ST PHOTOS: CHNG CHOON HIONG

The solution? Use a disciplined approach to invest for a long term. I call this the No-Fuss strategy.

There are three elements to it: a commitment to investing for the long term, the discipline to set aside some money every month, and some knowledge of a product called Exchange-Traded Funds (ETFs).

The first thing about investing - not trading - that people need to come to terms with is that it is a long-term commitment. By this, I mean a time horizon of at least 10 years.

This means having to watch your stocks fall, which is not easy to stomach. Since the stock market is volatile, do expect to see your portfolio dip into the red. But take comfort in the historical fact that most stock markets end up higher over the long term.

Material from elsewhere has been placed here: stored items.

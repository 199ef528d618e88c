use time::OffsetDateTime;
use uuid::Uuid;

/// A cast row. Location and creator are immutable after creation; only the
/// two tombstone flags ever change, and only from `false` to `true`.
#[derive(Clone, Debug)]
pub struct CastRecord {
	pub cast_id: Uuid,
	pub creator_id: Uuid,
	pub created_at: OffsetDateTime,
	/// `day_bucket(created_at)`, denormalized for the range index.
	pub day_bucket: i64,
	/// Leaf cell of the creation point.
	pub cell_id: u64,
	pub latitude: f64,
	pub longitude: f64,
	pub accuracy_m: f64,
	pub media_url: String,
	pub deleted: bool,
	pub moderated: bool,
}

#[derive(Clone, Debug)]
pub struct CreatorRecord {
	pub creator_id: Uuid,
	/// The identifier exposed to other clients; `creator_id` never leaves
	/// the backend.
	pub public_id: Uuid,
	pub device_name: Option<String>,
	pub moderated: bool,
}
use serde::{Deserialize, Serialize};
use time::OffsetDateTime;
use uuid::Uuid;

use nearcast_domain::recency::day_bucket;
use nearcast_storage::models::CastRecord;

use crate::{Error, Location, NearcastService, Result, validate_location};

#[derive(Clone, Debug, Deserialize)]
pub struct PutCastRequest {
	/// Client-generated, which is what makes retries idempotent.
	pub cast_id: Uuid,
	pub client_id: Uuid,
	pub device_name: Option<String>,
	pub location: Location,
	pub media_url: String,
}

#[derive(Clone, Debug, Serialize)]
pub struct PutCastResponse {
	pub cast_id: Uuid,
	/// `false` when the id already existed and the request was a replay.
	pub created: bool,
}

impl NearcastService {
	pub async fn put_cast(&self, request: &PutCastRequest) -> Result<PutCastResponse> {
		validate_location(&request.location)?;

		if request.media_url.is_empty() {
			return Err(Error::InvalidRequest { message: "media_url must not be empty.".to_string() });
		}

		self.stores
			.creators
			.get_or_create(request.client_id, request.device_name.as_deref())
			.await?;

		let created_at = OffsetDateTime::now_utc();
		let cast = CastRecord {
			cast_id: request.cast_id,
			creator_id: request.client_id,
			created_at,
			day_bucket: day_bucket(created_at),
			cell_id: self
				.spatial
				.leaf_cell_id(request.location.latitude, request.location.longitude),
			latitude: request.location.latitude,
			longitude: request.location.longitude,
			accuracy_m: request.location.accuracy_m.unwrap_or(0.),
			media_url: request.media_url.clone(),
			deleted: false,
			moderated: false,
		};
		let created = self.stores.casts.insert(&cast).await?;

		if created {
			tracing::info!(cast_id = %cast.cast_id, cell_id = cast.cell_id, "cast created");
		}

		Ok(PutCastResponse { cast_id: cast.cast_id, created })
	}
}
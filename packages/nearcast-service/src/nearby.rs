//! The read path: tiered key search, fresh-row load, visibility filter,
//! exact re-ranking, then projection to the client shape.

use std::collections::{HashMap, HashSet};

use serde::{Deserialize, Serialize};
use time::OffsetDateTime;
use tokio::time::{Duration, Instant};
use uuid::Uuid;

use nearcast_domain::{
	distance::{Candidate, rank_candidates},
	flags::CastFlags,
	visibility::{VisibilityInputs, is_visible},
};
use nearcast_storage::models::CastRecord;

use crate::{Location, NearcastService, Result, tiered::TieredRadiusSearch, validate_location};

#[derive(Clone, Debug, Deserialize)]
pub struct NearbyCastsRequest {
	pub client_id: Uuid,
	pub location: Location,
	pub max_results: Option<u32>,
	pub timeout_ms: Option<u64>,
}

#[derive(Clone, Debug, Serialize)]
pub struct NearbyCastsResponse {
	pub casts: Vec<CastSummary>,
	/// The radius of the tier the results came from.
	pub search_radius_m: f64,
}

#[derive(Clone, Debug, Serialize)]
pub struct CastSummary {
	pub cast_id: Uuid,
	#[serde(with = "crate::time_serde")]
	pub created_at: OffsetDateTime,
	/// Whether the requesting client created this cast.
	pub mine: bool,
	pub media_url: String,
	pub creator_public_id: Uuid,
}

impl NearcastService {
	pub async fn nearby_casts(&self, request: &NearbyCastsRequest) -> Result<NearbyCastsResponse> {
		validate_location(&request.location)?;

		if request.max_results == Some(0) {
			return Err(crate::Error::InvalidRequest {
				message: "max_results must be greater than zero.".to_string(),
			});
		}
		if request.timeout_ms == Some(0) {
			return Err(crate::Error::InvalidRequest {
				message: "timeout_ms must be greater than zero.".to_string(),
			});
		}

		let search = &self.cfg.search;
		let now = OffsetDateTime::now_utc();
		let timeout_ms = request.timeout_ms.unwrap_or(search.default_timeout_ms);
		let deadline = Instant::now() + Duration::from_millis(timeout_ms);
		let max_results =
			request.max_results.unwrap_or(search.max_results).min(search.max_results) as usize;

		let outcome = TieredRadiusSearch::new(
			self.stores.casts.clone(),
			self.spatial.clone(),
			search.clone(),
		)
		.run(request.location.latitude, request.location.longitude, now, deadline)
		.await?;

		// Flags and coordinates come from freshly loaded rows; the index holds
		// keys only. Keys whose row is gone (expired between the range scan
		// and the load) simply drop out here.
		let records = self.stores.casts.batch_get(&outcome.keys).await?;
		let creator_ids =
			records.iter().map(|r| r.creator_id).collect::<HashSet<_>>().into_iter().collect::<Vec<_>>();
		let moderated_creators = self.stores.creators.moderated_among(&creator_ids).await?;
		let visible = records
			.into_iter()
			.filter(|record| {
				is_visible(
					&VisibilityInputs {
						flags: CastFlags::new(record.deleted, record.moderated),
						creator_moderated: moderated_creators.contains(&record.creator_id),
						created_at: record.created_at,
					},
					now,
				)
			})
			.map(|record| (record.cast_id, record))
			.collect::<HashMap<_, _>>();
		let candidates = visible
			.values()
			.map(|record| Candidate {
				cast_id: record.cast_id,
				latitude: record.latitude,
				longitude: record.longitude,
			})
			.collect::<Vec<_>>();
		let ranked = rank_candidates(
			request.location.latitude,
			request.location.longitude,
			&candidates,
			max_results,
		);
		let top_creator_ids = ranked
			.iter()
			.filter_map(|r| visible.get(&r.cast_id).map(|record| record.creator_id))
			.collect::<HashSet<_>>()
			.into_iter()
			.collect::<Vec<_>>();
		let public_ids = self
			.stores
			.creators
			.get_many(&top_creator_ids)
			.await?
			.into_iter()
			.map(|creator| (creator.creator_id, creator.public_id))
			.collect::<HashMap<_, _>>();
		let casts = ranked
			.iter()
			.filter_map(|r| {
				let record = visible.get(&r.cast_id)?;

				Some(summarize(record, request.client_id, &public_ids))
			})
			.collect::<Vec<_>>();

		tracing::info!(
			search_radius_m = outcome.radius_m,
			candidates = candidates.len(),
			returned = casts.len(),
			"nearby search completed"
		);

		Ok(NearbyCastsResponse { casts, search_radius_m: outcome.radius_m })
	}
}

fn summarize(
	record: &CastRecord,
	client_id: Uuid,
	public_ids: &HashMap<Uuid, Uuid>,
) -> CastSummary {
	CastSummary {
		cast_id: record.cast_id,
		created_at: record.created_at,
		mine: record.creator_id == client_id,
		media_url: record.media_url.clone(),
		// A missing creator row projects to the nil public id rather than
		// dropping an otherwise visible cast.
		creator_public_id: public_ids.get(&record.creator_id).copied().unwrap_or(Uuid::nil()),
	}
}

Secondly, you need to consistently set aside money every month. It does not have to be big and the amount can be as little as $100 but the money has to be set aside consistently.

Over 10 years, the total sum invested, based on $100 a month, is about $12,000 - not a lot by any means.

Third, invest in ETFs, low-cost products that passively track an index of stocks.

An ETF has many benefits. One is that most of them are liquid, meaning you can sell them off in the market in a pinch if you need funds.

Another is that they offer diversification as most ETFs track many different companies at once. This mitigates your risk levels.

The STI ETF, for instance, tracks the Straits Times Index, the benchmark index for the local bourse and comprises the biggest blue-chip companies here.

ETFs also pay dividends, which is a major plus. STI ETFs have paid out between 2 per cent and 3 per cent every year since 2009.

The strategy? Every month you set aside a fixed amount, say $100, and invest in the STI ETF. Then watch your portfolio grow.

All the major stock brokers here offer monthly investment plans that allow investors to invest as little as $100 a month into stocks, which include the STI ETF.

This approach is also known as the dollar-cost averaging approach, a strategy first made popular in the 1980s.

To be fair, it has limitations.

A seminal paper in 1979 published by Washington University finance professor George Constantinides focused on the theoretical basis of dollar-cost averaging. It argued that the strategy was a sub-optimal one when it came to measuring risk.

A more recent empirical paper by mutual fund giant Vanguard in 2012 showed that an investor might be better off investing a lump sum, rather than spreading the funds out over fixed time periods.

It ran simulations of the dollar-cost averaging approach in three markets - the United States, Britain and Australia, investing $1 million in their respective currencies.

Taking a 60 per cent equity and 40 per cent bond portfolio, the money was invested in rolling bands of 10 years each, starting from as far back as the 1920s.

The result was clear: If you took the money and invested all of it at the start of each 10-year period, you would be better off than spreading it out in equal tranches over a fixed period of time.

The dollar-cost averaging approach involved spreading the funds with an interval of 12 months over a 10-year period. This resulted in an average ending portfolio value of US$2,395,824 in the US stock market simulation.

The lump sum approach beat this by 2.3 per cent with an average value of US$2,450,264.

In fact, the study showed that, across markets, the lump sum approach beat dollar-cost averaging approximately 67 per cent of the time.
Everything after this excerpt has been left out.